EU-China-Gipfel: Darüber klagen deutsche Firmen

Gute Geschäfte in China? Das war einmal. Unter Präsident Xi häufen sich die Beschwerden deutscher Unternehmer. Europas Wirtschaft fordert einen Kurswechsel.

Es gibt sie weiterhin: die „Zurückhaltenden“ unter den in China tätigen deutschen Firmen. Auch sie haben ihre Erfahrungen mit den Grenzen unternehmerischer Freiheit. Im Großen und Ganzen aber sind sie zufrieden. „Der chinesische Markt ist weiterhin attraktiv und wichtig, laute Kritik an Peking wird hier mit Vorsicht gesehen“, schildert Friedolin Strack die Haltung dieser Gruppe vor dem EU-China-Gipfel an diesem Montag. Er ist der Asien-Experte beim Bundesverband der Deutschen Industrie (BDI).

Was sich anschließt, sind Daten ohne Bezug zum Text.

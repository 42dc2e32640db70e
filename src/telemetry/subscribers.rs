//! Subscriber registry for channel events.
//!
//! Delivery takes a snapshot of the registrations and then calls each one
//! outside the registry lock, so a callback may subscribe or unsubscribe
//! (itself or others) while a message is being delivered:
//!
//! - a subscriber removed before its turn is skipped;
//! - a subscriber added during delivery only sees later messages;
//! - a callback that delivers another event does not receive it itself.

use crossbeam_channel::{Receiver, Sender};
use parking_lot::Mutex;
use std::sync::Arc;

use crate::telemetry::channel::ChannelEvent;

/// Handle returned by a subscription, used to remove it
#[derive(Debug, Clone, Copy, PartialEq, Eq, Hash, PartialOrd, Ord)]
pub struct SubscriptionId(u64);

type Callback = Arc<Mutex<dyn FnMut(&ChannelEvent) + Send>>;

#[derive(Default)]
struct Registry {
    next_id: u64,
    entries: Vec<(SubscriptionId, Callback)>,
}

/// Shared set of event callbacks.
///
/// Cloning yields another handle to the same set.
#[derive(Clone, Default)]
pub struct Subscribers {
    inner: Arc<Mutex<Registry>>,
}

impl Subscribers {
    pub fn new() -> Self {
        Self::default()
    }

    /// Register a callback for every event delivered from now on
    pub fn subscribe<F>(&self, callback: F) -> SubscriptionId
    where
        F: FnMut(&ChannelEvent) + Send + 'static,
    {
        let mut registry = self.inner.lock();
        registry.next_id += 1;
        let id = SubscriptionId(registry.next_id);
        let callback: Callback = Arc::new(Mutex::new(callback));
        registry.entries.push((id, callback));
        id
    }

    /// Register a stream subscription backed by an unbounded channel.
    ///
    /// The registration removes itself once the receiver is dropped.
    pub fn subscribe_stream(&self) -> (SubscriptionId, Receiver<ChannelEvent>) {
        let (tx, rx): (Sender<ChannelEvent>, Receiver<ChannelEvent>) =
            crossbeam_channel::unbounded();
        // Weak handle so the registry does not keep itself alive
        let registry = Arc::downgrade(&self.inner);
        let slot: Arc<Mutex<Option<SubscriptionId>>> = Arc::new(Mutex::new(None));
        let own_id = Arc::clone(&slot);

        let id = self.subscribe(move |event| {
            if tx.send(event.clone()).is_err() {
                if let (Some(id), Some(inner)) = (*own_id.lock(), registry.upgrade()) {
                    Subscribers { inner }.unsubscribe(id);
                }
            }
        });
        *slot.lock() = Some(id);
        (id, rx)
    }

    /// Remove a registration. Returns false if it was not registered.
    pub fn unsubscribe(&self, id: SubscriptionId) -> bool {
        let mut registry = self.inner.lock();
        let before = registry.entries.len();
        registry.entries.retain(|(sid, _)| *sid != id);
        registry.entries.len() != before
    }

    pub fn contains(&self, id: SubscriptionId) -> bool {
        self.inner.lock().entries.iter().any(|(sid, _)| *sid == id)
    }

    pub fn len(&self) -> usize {
        self.inner.lock().entries.len()
    }

    pub fn is_empty(&self) -> bool {
        self.len() == 0
    }

    /// Deliver an event to every current subscriber exactly once.
    ///
    /// May be called from inside a callback. The nested event reaches every
    /// other subscriber, but not the callback that is still running.
    pub fn deliver(&self, event: &ChannelEvent) {
        let snapshot: Vec<(SubscriptionId, Callback)> = self.inner.lock().entries.clone();

        for (id, callback) in snapshot {
            if !self.contains(id) {
                continue;
            }
            match callback.try_lock() {
                Some(mut callback) => (&mut *callback)(event),
                None => tracing::debug!("Subscriber {:?} is busy, skipping nested event", id),
            }
        }
    }
}

#[cfg(test)]
mod tests {
    use super::*;
    use crate::telemetry::channel::{ChannelEvent, ConnectionStatus};

    fn raw(text: &str) -> ChannelEvent {
        ChannelEvent::Raw(text.to_string())
    }

    fn recorder(subs: &Subscribers) -> (SubscriptionId, Arc<Mutex<Vec<ChannelEvent>>>) {
        let log = Arc::new(Mutex::new(Vec::new()));
        let sink = Arc::clone(&log);
        let id = subs.subscribe(move |e| sink.lock().push(e.clone()));
        (id, log)
    }

    #[test]
    fn test_each_subscriber_gets_each_event_in_order() {
        let subs = Subscribers::new();
        let (_, a) = recorder(&subs);
        let (_, b) = recorder(&subs);

        subs.deliver(&raw("1"));
        subs.deliver(&raw("2"));

        assert_eq!(*a.lock(), vec![raw("1"), raw("2")]);
        assert_eq!(*b.lock(), vec![raw("1"), raw("2")]);
    }

    #[test]
    fn test_late_subscriber_and_removed_subscriber() {
        let subs = Subscribers::new();
        let (early, early_log) = recorder(&subs);

        subs.deliver(&raw("1"));
        let (_, late_log) = recorder(&subs);
        assert!(subs.unsubscribe(early));
        assert!(!subs.unsubscribe(early));
        subs.deliver(&raw("2"));

        assert_eq!(*early_log.lock(), vec![raw("1")]);
        assert_eq!(*late_log.lock(), vec![raw("2")]);
    }

    #[test]
    fn test_unsubscribe_during_delivery_skips_removed() {
        let subs = Subscribers::new();
        let victim_slot: Arc<Mutex<Option<SubscriptionId>>> = Arc::new(Mutex::new(None));

        let handle = subs.clone();
        let slot = Arc::clone(&victim_slot);
        subs.subscribe(move |_| {
            if let Some(id) = slot.lock().take() {
                handle.unsubscribe(id);
            }
        });
        let (victim, victim_log) = recorder(&subs);
        *victim_slot.lock() = Some(victim);

        subs.deliver(&raw("1"));
        subs.deliver(&raw("2"));

        assert!(victim_log.lock().is_empty());
        assert_eq!(subs.len(), 1);
    }

    #[test]
    fn test_subscribe_during_delivery_sees_only_later_events() {
        let subs = Subscribers::new();
        let added_log = Arc::new(Mutex::new(Vec::new()));

        let handle = subs.clone();
        let log = Arc::clone(&added_log);
        let mut added = false;
        subs.subscribe(move |_| {
            if !added {
                added = true;
                let sink = Arc::clone(&log);
                handle.subscribe(move |e: &ChannelEvent| sink.lock().push(e.clone()));
            }
        });

        subs.deliver(&raw("1"));
        subs.deliver(&raw("2"));

        assert_eq!(*added_log.lock(), vec![raw("2")]);
    }

    #[test]
    fn test_self_unsubscribe() {
        let subs = Subscribers::new();
        let handle = subs.clone();
        let own: Arc<Mutex<Option<SubscriptionId>>> = Arc::new(Mutex::new(None));
        let own_inner = Arc::clone(&own);
        let calls = Arc::new(Mutex::new(0));
        let counter = Arc::clone(&calls);

        let id = subs.subscribe(move |_| {
            *counter.lock() += 1;
            if let Some(id) = *own_inner.lock() {
                handle.unsubscribe(id);
            }
        });
        *own.lock() = Some(id);

        subs.deliver(&raw("1"));
        subs.deliver(&raw("2"));
        assert_eq!(*calls.lock(), 1);
        assert!(subs.is_empty());
    }

    #[test]
    fn test_stream_subscription() {
        let subs = Subscribers::new();
        let (id, rx) = subs.subscribe_stream();

        subs.deliver(&ChannelEvent::Connection(ConnectionStatus::Connected));
        subs.deliver(&raw("x"));

        assert_eq!(
            rx.try_recv().unwrap(),
            ChannelEvent::Connection(ConnectionStatus::Connected)
        );
        assert_eq!(rx.try_recv().unwrap(), raw("x"));
        assert!(subs.contains(id));

        drop(rx);
        subs.deliver(&raw("y"));
        assert!(!subs.contains(id));
    }

    #[test]
    fn test_nested_delivery_skips_running_callback() {
        let subs = Subscribers::new();
        let handle = subs.clone();
        let relay_log = Arc::new(Mutex::new(Vec::new()));
        let sink = Arc::clone(&relay_log);

        subs.subscribe(move |e: &ChannelEvent| {
            sink.lock().push(e.clone());
            if *e == raw("ping") {
                handle.deliver(&raw("pong"));
            }
        });
        let (_, other_log) = recorder(&subs);

        subs.deliver(&raw("ping"));

        assert_eq!(*relay_log.lock(), vec![raw("ping")]);
        assert_eq!(*other_log.lock(), vec![raw("pong"), raw("ping")]);
    }

    #[test]
    fn test_random_interleavings_reach_current_subscribers_once() {
        use rand::prelude::*;

        for seed in 0..20 {
            let mut rng = StdRng::seed_from_u64(seed);
            let subs = Subscribers::new();
            let mut live: Vec<SubscriptionId> = Vec::new();
            let mut logs: Vec<(SubscriptionId, Arc<Mutex<Vec<ChannelEvent>>>)> = Vec::new();
            let mut expected: std::collections::HashMap<SubscriptionId, Vec<ChannelEvent>> =
                std::collections::HashMap::new();

            for step in 0..200 {
                match rng.random_range(0..10) {
                    0..=2 => {
                        let (id, log) = recorder(&subs);
                        live.push(id);
                        logs.push((id, log));
                        expected.insert(id, Vec::new());
                    }
                    3 if !live.is_empty() => {
                        let id = live.remove(rng.random_range(0..live.len()));
                        assert!(subs.unsubscribe(id));
                    }
                    _ => {
                        let event = raw(&format!("{}-{}", seed, step));
                        subs.deliver(&event);
                        for id in &live {
                            if let Some(log) = expected.get_mut(id) {
                                log.push(event.clone());
                            }
                        }
                    }
                }
            }

            assert_eq!(subs.len(), live.len(), "seed {}", seed);
            for (id, log) in &logs {
                assert_eq!(*log.lock(), expected[id], "seed {} subscriber {:?}", seed, id);
            }
        }
    }
}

Vor fünf Jahren bildeten die Zufriedenen die Mehrheit unter den in China tätigen deutschen Firmen, sagt Strack. Diese Mehrheit bröckelt. Den „Mainstream“ und dessen Erfahrungen beschreibt er so: Ausländische Firmen werden in China aus Prinzip nicht gleichbehandelt. Sie dürfen zwar Betriebe und Start-ups gründen, aber de facto bleibt China einer der geschlossensten Märkte des Globus.

In vielen Bereichen bestehe der Zwang, ein Joint-Venture mit einem chinesischen Mehrheitspartner zu gründen. Sensible Branchen wie die Raumfahrt bleiben Ausländern versperrt. In der Luftfahrt ist die eng begrenzte Zulassung für Airbus die Ausnahme. Die digitalen Plattformen schottet Peking ab. Im Finanzsektor ist kein freies Investment möglich.

Ein Handelsvertrag soll fairen Wettbewerb sichern

Für das Direktkundengeschäft erhalten Ausländer keine Lizenz. Bei öffentlichen Aufträgen, zum Beispiel Schnellzügen, bekommen chinesische Firmen den Zuschlag, europäische Konzerne wie Siemens und Alstom sind chancenlos. Ähnliches gilt für Krankenhausausstattung und Medizintechnik. Die Zentralregierung in Peking und die Provinzregierungen haben zudem zahlreiche Mittel, um nationale Firmen vor ausländischer Konkurrenz zu schützen, etwa durch die Entscheidung, bei wem und wie streng Umweltauflagen kontrolliert werden.

Strategische Partner oder Rivalen? Der chinesische Präsident Xi Jinping und Bundeskanzlerin Angela Merkel.
Strategische Partner oder Rivalen? Der chinesische Präsident Xi Jinping und Bundeskanzlerin Angela Merkel.
© REUTERS

Deshalb erwartet ein Großteil der deutschen Wirtschaft von der Bundesregierung und der EU, dass sie Druck auf Peking ausüben, die offenen wie die verdeckten Benachteiligungen zu beenden. Erst wenn Marktzugang und Chancengleichheit vertraglich festgeschrieben sind und durchgesetzt werden, könne man von einem fairen und „level playing field“, also gleichen Wettbewerbsbedingungen sprechen. Doch die 2013 begonnenen Verhandlungen über ein Investitionsabkommen der EU mit China gestalten sich schwierig.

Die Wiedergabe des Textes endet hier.